JEST settles its primary focus on finding the most fitting data sub-batches from a larger super-batch via model-based scoring functions. It does so by comparing the loss data from both the student and the pretrained reference models. A balance is struck between discarding trivial data and not over depending on the reference model in identifying high-quality examples.
The effectiveness of JEST was made evident in its evaluations when it was revealed that it surpasses independent selection and performs comparably to brute force methods. Its ability to enhance training and improve final performance in multimodal learning was also noted, with its effects increasing with filtering ratios.
Moreover, JEST’s performance only improves with better data curation, and it outperforms previous models on several benchmarks, demonstrating its effectiveness in training and efficiency. A variant of JEST, Flexi-JEST, which makes use of multi-resolution training, not only reduces computational overhead but also maintains speed, making it a more cost-efficient model.

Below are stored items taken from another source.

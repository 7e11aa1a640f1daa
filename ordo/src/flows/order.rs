//! The order handling flow.
//!
//! ```text
//! Received -> AwaitingDecision -> Rejected
//!                              -> Accepted -> Delaying -> Delivering -> Notifying -> Completed
//! ```
//!
//! The flow acknowledges the order, then waits for the restaurant's
//! decision for as long as it takes. A rejection ends the flow normally. An
//! accepted order is held for `accept_delay`, delivered by a
//! [`DeliverOrder`] child flow within `delivery_timeout`, and the customer
//! is notified.

use super::activities::{NotifyCustomer, ReceiveAck, ReceiveAckInput};
use super::config::OrderConfig;
use super::delivery::DeliverOrder;
use crate::core::FlowType;
use crate::executor::{
    execute_activity, is_replaying, receive_signal, sleep_named, ExecutionError, InvokeChild,
    SignalType,
};
use serde::{Deserialize, Serialize};
use std::sync::Arc;
use tracing::{error, info};

#[derive(Debug, Clone, PartialEq, Eq, Serialize, Deserialize)]
pub struct Order {
    pub id: String,
    pub content: Vec<String>,
}

impl Order {
    pub fn new<I, C>(id: impl Into<String>, content: I) -> Self
    where
        I: IntoIterator<Item = C>,
        C: Into<String>,
    {
        Self {
            id: id.into(),
            content: content.into_iter().map(Into::into).collect(),
        }
    }
}

/// The restaurant's answer, delivered as the `order-decision` signal.
#[derive(Debug, Clone, PartialEq, Eq, Serialize, Deserialize)]
pub struct OrderDecision {
    pub accepted: bool,
    pub reason: String,
}

impl OrderDecision {
    pub fn accept() -> Self {
        Self {
            accepted: true,
            reason: String::new(),
        }
    }

    pub fn accept_with(reason: impl Into<String>) -> Self {
        Self {
            accepted: true,
            reason: reason.into(),
        }
    }

    pub fn reject(reason: impl Into<String>) -> Self {
        Self {
            accepted: false,
            reason: reason.into(),
        }
    }
}

impl SignalType for OrderDecision {
    const NAME: &'static str = "order-decision";
}

#[derive(Debug, Clone, Copy, PartialEq, Eq, Serialize, Deserialize)]
pub enum OrderStage {
    Received,
    AwaitingDecision,
    Rejected,
    Accepted,
    Delaying,
    Delivering,
    Notifying,
    Completed,
}

/// How a handled order ended. Both variants are successful completions.
#[derive(Debug, Clone, PartialEq, Eq, Serialize, Deserialize)]
pub enum OrderOutcome {
    Rejected {
        reason: String,
    },
    Delivered {
        confirmation: String,
        customer_message: String,
    },
}

impl OrderOutcome {
    pub fn stage(&self) -> OrderStage {
        match self {
            OrderOutcome::Rejected { .. } => OrderStage::Rejected,
            OrderOutcome::Delivered { .. } => OrderStage::Completed,
        }
    }
}

/// Handles one order from receipt to the customer's door.
#[derive(Debug, Clone, PartialEq, Serialize, Deserialize, FlowType)]
#[flow_type(activities(ReceiveAck, NotifyCustomer))]
pub struct HandleEatsOrder {
    pub user_id: String,
    #[business_key(id)]
    pub order: Order,
    pub restaurant_id: String,
    #[serde(default)]
    pub config: OrderConfig,
}

impl HandleEatsOrder {
    pub fn new(user_id: impl Into<String>, order: Order, restaurant_id: impl Into<String>) -> Self {
        Self {
            user_id: user_id.into(),
            order,
            restaurant_id: restaurant_id.into(),
            config: OrderConfig::default(),
        }
    }

    pub fn with_config(mut self, config: OrderConfig) -> Self {
        self.config = config;
        self
    }

    pub async fn run(self: Arc<Self>) -> Result<OrderOutcome, ExecutionError> {
        if !is_replaying() {
            info!(order.id = %self.order.id, "HandleEatsOrder workflow started");
        }

        self.enter(OrderStage::Received);
        let receipt = execute_activity::<ReceiveAck>(
            ReceiveAckInput {
                user_id: self.user_id.clone(),
                order: self.order.clone(),
                restaurant_id: self.restaurant_id.clone(),
            },
            &self.config.activity,
        )
        .await
        .inspect_err(|e| self.log_failure("Activity failed", e))?;

        self.enter(OrderStage::AwaitingDecision);
        let decision: OrderDecision = receive_signal().await?;

        if !decision.accepted {
            if !is_replaying() {
                info!(order.id = %self.order.id, reason = %decision.reason, "Order rejected");
            }
            self.enter(OrderStage::Rejected);
            return Ok(OrderOutcome::Rejected {
                reason: decision.reason,
            });
        }

        if !is_replaying() {
            info!(order.id = %self.order.id, reason = %decision.reason, "Order accepted");
        }
        self.enter(OrderStage::Accepted);

        self.enter(OrderStage::Delaying);
        let delay = self.config.accept_delay;
        sleep_named(delay, "accept-delay").await?;
        if !is_replaying() {
            info!(
                order.id = %self.order.id,
                seconds = delay.as_secs_f64(),
                "Waited {} seconds",
                delay.as_secs_f64()
            );
        }

        self.enter(OrderStage::Delivering);
        let delivery = DeliverOrder::new(&self.order.id).with_config(self.config.delivery.clone());
        let confirmation = self
            .invoke(delivery)
            .with_timeout(self.config.delivery_timeout)
            .result()
            .await
            .inspect_err(|e| self.log_failure("Delivery workflow failed", e))?;

        self.enter(OrderStage::Notifying);
        let customer_message = execute_activity::<NotifyCustomer>((), &self.config.activity)
            .await
            .inspect_err(|e| self.log_failure("Customer message activity failed", e))?;
        if !is_replaying() {
            info!(order.id = %self.order.id, message = %customer_message, "Customer message");
        }

        self.enter(OrderStage::Completed);
        if !is_replaying() {
            info!(order.id = %self.order.id, result = %receipt, "Workflow completed.");
        }

        Ok(OrderOutcome::Delivered {
            confirmation,
            customer_message,
        })
    }

    fn enter(&self, stage: OrderStage) {
        if !is_replaying() {
            tracing::debug!(order.id = %self.order.id, stage = ?stage, "Order stage");
        }
    }

    fn log_failure(&self, what: &str, e: &ExecutionError) {
        if !matches!(e, ExecutionError::Suspended) {
            error!(order.id = %self.order.id, error = %e, "{}", what);
        }
    }
}

#[cfg(test)]
mod tests {
    use super::*;

    #[test]
    fn test_flow_json_without_config_uses_defaults() {
        let json = r#"{
            "user_id": "u-1",
            "order": { "id": "o-1", "content": ["pizza", "cola"] },
            "restaurant_id": "r-1"
        }"#;
        let flow: HandleEatsOrder = serde_json::from_str(json).unwrap();
        assert_eq!(flow.business_key(), "o-1");
        assert_eq!(flow.order, Order::new("o-1", ["pizza", "cola"]));
        assert_eq!(flow.config, OrderConfig::default());
    }

    #[test]
    fn test_decision_wire_format() {
        let decision: OrderDecision =
            serde_json::from_str(r#"{ "accepted": false, "reason": "closed" }"#).unwrap();
        assert_eq!(decision, OrderDecision::reject("closed"));
        assert_eq!(OrderDecision::NAME, "order-decision");
    }

    #[test]
    fn test_outcome_stage() {
        let rejected = OrderOutcome::Rejected {
            reason: "closed".into(),
        };
        assert_eq!(rejected.stage(), OrderStage::Rejected);
    }
}
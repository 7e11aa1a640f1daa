use crate::core::{InvocationStatus, RetryPolicy, StepKind};
use uuid::Uuid;

/// Parameters for logging the start of a step invocation.
pub struct InvocationStartParams<'a> {
    /// Flow instance ID
    pub id: Uuid,
    /// Step number in the flow
    pub step: i32,
    /// What the step records (checked on replay)
    pub kind: StepKind,
    /// Activity name, timer name, signal name or child flow type (checked on replay)
    pub name: &'a str,
    /// Current invocation status
    pub status: InvocationStatus,
    /// Serialized parameters
    pub parameters: &'a [u8],
    /// Optional retry policy for this step
    pub retry_policy: Option<RetryPolicy>,
}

The study also emphasizes the potential implied in ‘data quality bootstrapping,’ a process where small curated datasets guide more extensive, uncurated learning. It implies that foundation distributions could play a more prominent role in the future of data curation, replacing generic foundation datasets. Such distributions, enriched by JEST, could either be preset or dynamically adjusted according to learnability. However, reference datasets’ reliance on this method indicates an area for future research where reference datasets can be inferred from downstream tasks.
The research indicates that by utilizing JEST’s approach, large-scale multimodal learning can be significantly accelerated, improving power efficiency and requiring fewer examples. Consequently, this could potentially redefine the future of data curation and model training.